# [ENTRIES SUPPLIED]
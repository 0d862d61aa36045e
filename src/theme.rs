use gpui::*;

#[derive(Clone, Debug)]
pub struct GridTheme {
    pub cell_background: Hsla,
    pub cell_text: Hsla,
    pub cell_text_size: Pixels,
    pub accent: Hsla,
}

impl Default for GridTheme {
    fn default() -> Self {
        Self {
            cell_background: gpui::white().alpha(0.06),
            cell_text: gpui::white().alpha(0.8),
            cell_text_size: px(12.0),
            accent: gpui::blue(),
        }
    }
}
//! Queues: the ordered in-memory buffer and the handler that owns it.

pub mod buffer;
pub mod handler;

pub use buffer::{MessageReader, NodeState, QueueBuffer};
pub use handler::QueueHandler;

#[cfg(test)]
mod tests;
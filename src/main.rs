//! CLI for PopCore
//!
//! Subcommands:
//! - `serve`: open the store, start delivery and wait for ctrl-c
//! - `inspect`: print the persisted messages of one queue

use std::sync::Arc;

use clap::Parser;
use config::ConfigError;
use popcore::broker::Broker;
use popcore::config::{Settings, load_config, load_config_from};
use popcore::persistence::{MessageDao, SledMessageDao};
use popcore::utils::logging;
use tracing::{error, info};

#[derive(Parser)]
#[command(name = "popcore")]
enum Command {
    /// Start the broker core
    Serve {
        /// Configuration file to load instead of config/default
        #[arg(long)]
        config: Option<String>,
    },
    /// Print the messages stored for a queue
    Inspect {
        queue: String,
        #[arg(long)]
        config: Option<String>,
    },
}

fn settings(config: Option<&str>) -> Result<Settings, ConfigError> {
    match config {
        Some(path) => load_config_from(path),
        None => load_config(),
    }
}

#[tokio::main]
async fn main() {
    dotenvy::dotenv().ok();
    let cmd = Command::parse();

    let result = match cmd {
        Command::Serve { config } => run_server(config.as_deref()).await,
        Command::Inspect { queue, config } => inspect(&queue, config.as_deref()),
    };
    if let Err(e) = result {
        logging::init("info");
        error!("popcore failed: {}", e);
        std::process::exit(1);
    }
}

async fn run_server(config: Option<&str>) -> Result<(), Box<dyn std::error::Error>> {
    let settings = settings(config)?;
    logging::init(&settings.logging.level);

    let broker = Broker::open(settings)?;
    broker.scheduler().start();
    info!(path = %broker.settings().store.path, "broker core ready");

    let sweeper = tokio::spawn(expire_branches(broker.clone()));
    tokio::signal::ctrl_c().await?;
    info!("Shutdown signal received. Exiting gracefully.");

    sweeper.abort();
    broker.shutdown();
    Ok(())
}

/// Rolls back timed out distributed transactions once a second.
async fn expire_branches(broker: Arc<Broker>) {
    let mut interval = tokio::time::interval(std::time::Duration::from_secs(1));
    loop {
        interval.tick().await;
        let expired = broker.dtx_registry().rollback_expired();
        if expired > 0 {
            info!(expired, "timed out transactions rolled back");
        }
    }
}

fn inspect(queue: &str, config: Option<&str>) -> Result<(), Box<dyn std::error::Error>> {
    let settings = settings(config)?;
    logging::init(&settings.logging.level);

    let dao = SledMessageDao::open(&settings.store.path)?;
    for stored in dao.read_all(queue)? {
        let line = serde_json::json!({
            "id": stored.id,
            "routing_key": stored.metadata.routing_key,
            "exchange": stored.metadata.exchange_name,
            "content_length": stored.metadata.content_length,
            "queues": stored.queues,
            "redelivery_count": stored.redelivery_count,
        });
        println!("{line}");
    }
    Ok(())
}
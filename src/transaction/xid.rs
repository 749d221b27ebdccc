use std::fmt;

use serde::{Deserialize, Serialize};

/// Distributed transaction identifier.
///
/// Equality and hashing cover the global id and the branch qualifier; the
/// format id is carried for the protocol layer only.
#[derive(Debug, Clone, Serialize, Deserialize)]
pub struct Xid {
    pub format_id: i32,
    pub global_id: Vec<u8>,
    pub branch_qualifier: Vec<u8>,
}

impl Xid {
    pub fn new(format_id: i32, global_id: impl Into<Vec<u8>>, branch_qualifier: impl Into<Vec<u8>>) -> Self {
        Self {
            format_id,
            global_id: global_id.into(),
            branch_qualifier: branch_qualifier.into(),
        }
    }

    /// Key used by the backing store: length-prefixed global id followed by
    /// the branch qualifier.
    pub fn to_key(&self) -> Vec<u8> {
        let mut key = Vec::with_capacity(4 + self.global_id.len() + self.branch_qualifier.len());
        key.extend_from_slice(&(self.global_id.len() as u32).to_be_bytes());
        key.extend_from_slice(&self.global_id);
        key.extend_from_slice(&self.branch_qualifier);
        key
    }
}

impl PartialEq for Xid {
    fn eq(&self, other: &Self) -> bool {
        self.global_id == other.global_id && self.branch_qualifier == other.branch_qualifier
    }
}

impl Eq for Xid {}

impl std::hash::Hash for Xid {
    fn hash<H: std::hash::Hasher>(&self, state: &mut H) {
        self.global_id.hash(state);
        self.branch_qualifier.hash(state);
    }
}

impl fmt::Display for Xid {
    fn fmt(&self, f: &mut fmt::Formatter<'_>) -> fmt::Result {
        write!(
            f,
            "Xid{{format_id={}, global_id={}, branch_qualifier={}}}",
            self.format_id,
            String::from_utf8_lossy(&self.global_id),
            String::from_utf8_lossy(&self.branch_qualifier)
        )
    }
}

# [WHAT TO WORK ON]
Could you return all the data above exactly as it appears?

# [SOLUTION TO THIS TASK]
repository 0d862d61aa36045e
filename src/theme.rs
use gpui::*;

#[derive(Clone, Debug)]
pub struct GridTheme {
    pub cell_background: Hsla,
    pub cell_text: Hsla,
    pub cell_text_size: Pixels,
    pub accent: Hsla,
}

impl Default for GridTheme {
    fn default() -> Self {
        Self {
            cell_background: gpui::white().alpha(0.06),
            cell_text: gpui::white().alpha(0.8),
            cell_text_size: px(12.0),
            accent: gpui::blue(),
        }
    }
}
//! Queues: the ordered in-memory buffer and the handler that owns it.

pub mod buffer;
pub mod handler;

pub use buffer::{MessageReader, NodeState, QueueBuffer};
pub use handler::QueueHandler;

#[cfg(test)]
mod tests;
filename src/main.rs
//! CLI for PopCore
//!
//! Subcommands:
//! - `serve`: open the store, start delivery and wait for ctrl-c
//! - `inspect`: print the persisted messages of one queue

use std::sync::Arc;

use clap::Parser;
use config::ConfigError;
use popcore::broker::Broker;
use popcore::config::{Settings, load_config, load_config_from};
use popcore::persistence::{MessageDao, SledMessageDao};
use popcore::utils::logging;
use tracing::{error, info};

#[derive(Parser)]
#[command(name = "popcore")]
enum Command {
    /// Start the broker core
    Serve {
        /// Configuration file to load instead of config/default
        #[arg(long)]
        config: Option<String>,
    },
    /// Print the messages stored for a queue
    Inspect {
        queue: String,
        #[arg(long)]
        config: Option<String>,
    },
}

fn settings(config: Option<&str>) -> Result<Settings, ConfigError> {
    match config {
        Some(path) => load_config_from(path),
        None => load_config(),
    }
}

#[tokio::main]
async fn main() {
    dotenvy::dotenv().ok();
    let cmd = Command::parse();

    let result = match cmd {
        Command::Serve { config } => run_server(config.as_deref()).await,
        Command::Inspect { queue, config } => inspect(&queue, config.as_deref()),
    };
    if let Err(e) = result {
        logging::init("info");
        error!("popcore failed: {}", e);
        std::process::exit(1);
    }
}

async fn run_server(config: Option<&str>) -> Result<(), Box<dyn std::error::Error>> {
    let settings = settings(config)?;
    logging::init(&settings.logging.level);

    let broker = Broker::open(settings)?;
    broker.scheduler().start();
    info!(path = %broker.settings().store.path, "broker core ready");

    let sweeper = tokio::spawn(expire_branches(broker.clone()));
    tokio::signal::ctrl_c().await?;
    info!("Shutdown signal received. Exiting gracefully.");

    sweeper.abort();
    broker.shutdown();
    Ok(())
}

/// Rolls back timed out distributed transactions once a second.
async fn expire_branches(broker: Arc<Broker>) {
    let mut interval = tokio::time::interval(std::time::Duration::from_secs(1));
    loop {
        interval.tick().await;
        let expired = broker.dtx_registry().rollback_expired();
        if expired > 0 {
            info!(expired, "timed out transactions rolled back");
        }
    }
}

fn inspect(queue: &str, config: Option<&str>) -> Result<(), Box<dyn std::error::Error>> {
    let settings = settings(config)?;
    logging::init(&settings.logging.level);

    let dao = SledMessageDao::open(&settings.store.path)?;
    for stored in dao.read_all(queue)? {
        let line = serde_json::json!({
            "id": stored.id,
            "routing_key": stored.metadata.routing_key,
            "exchange": stored.metadata.exchange_name,
            "content_length": stored.metadata.content_length,
            "queues": stored.queues,
            "redelivery_count": stored.redelivery_count,
        });
        println!("{line}");
    }
    Ok(())
}
filename src/transaction/xid.rs
repository 749d221b27ebdccc
use std::fmt;

use serde::{Deserialize, Serialize};

/// Distributed transaction identifier.
///
/// Equality and hashing cover the global id and the branch qualifier; the
/// format id is carried for the protocol layer only.
#[derive(Debug, Clone, Serialize, Deserialize)]
pub struct Xid {
    pub format_id: i32,
    pub global_id: Vec<u8>,
    pub branch_qualifier: Vec<u8>,
}

impl Xid {
    pub fn new(format_id: i32, global_id: impl Into<Vec<u8>>, branch_qualifier: impl Into<Vec<u8>>) -> Self {
        Self {
            format_id,
            global_id: global_id.into(),
            branch_qualifier: branch_qualifier.into(),
        }
    }

    /// Key used by the backing store: length-prefixed global id followed by
    /// the branch qualifier.
    pub fn to_key(&self) -> Vec<u8> {
        let mut key = Vec::with_capacity(4 + self.global_id.len() + self.branch_qualifier.len());
        key.extend_from_slice(&(self.global_id.len() as u32).to_be_bytes());
        key.extend_from_slice(&self.global_id);
        key.extend_from_slice(&self.branch_qualifier);
        key
    }
}

impl PartialEq for Xid {
    fn eq(&self, other: &Self) -> bool {
        self.global_id == other.global_id && self.branch_qualifier == other.branch_qualifier
    }
}

impl Eq for Xid {}

impl std::hash::Hash for Xid {
    fn hash<H: std::hash::Hasher>(&self, state: &mut H) {
        self.global_id.hash(state);
        self.branch_qualifier.hash(state);
    }
}

impl fmt::Display for Xid {
    fn fmt(&self, f: &mut fmt::Formatter<'_>) -> fmt::Result {
        write!(
            f,
            "Xid{{format_id={}, global_id={}, branch_qualifier={}}}",
            self.format_id,
            String::from_utf8_lossy(&self.global_id),
            String::from_utf8_lossy(&self.branch_qualifier)
        )
    }
}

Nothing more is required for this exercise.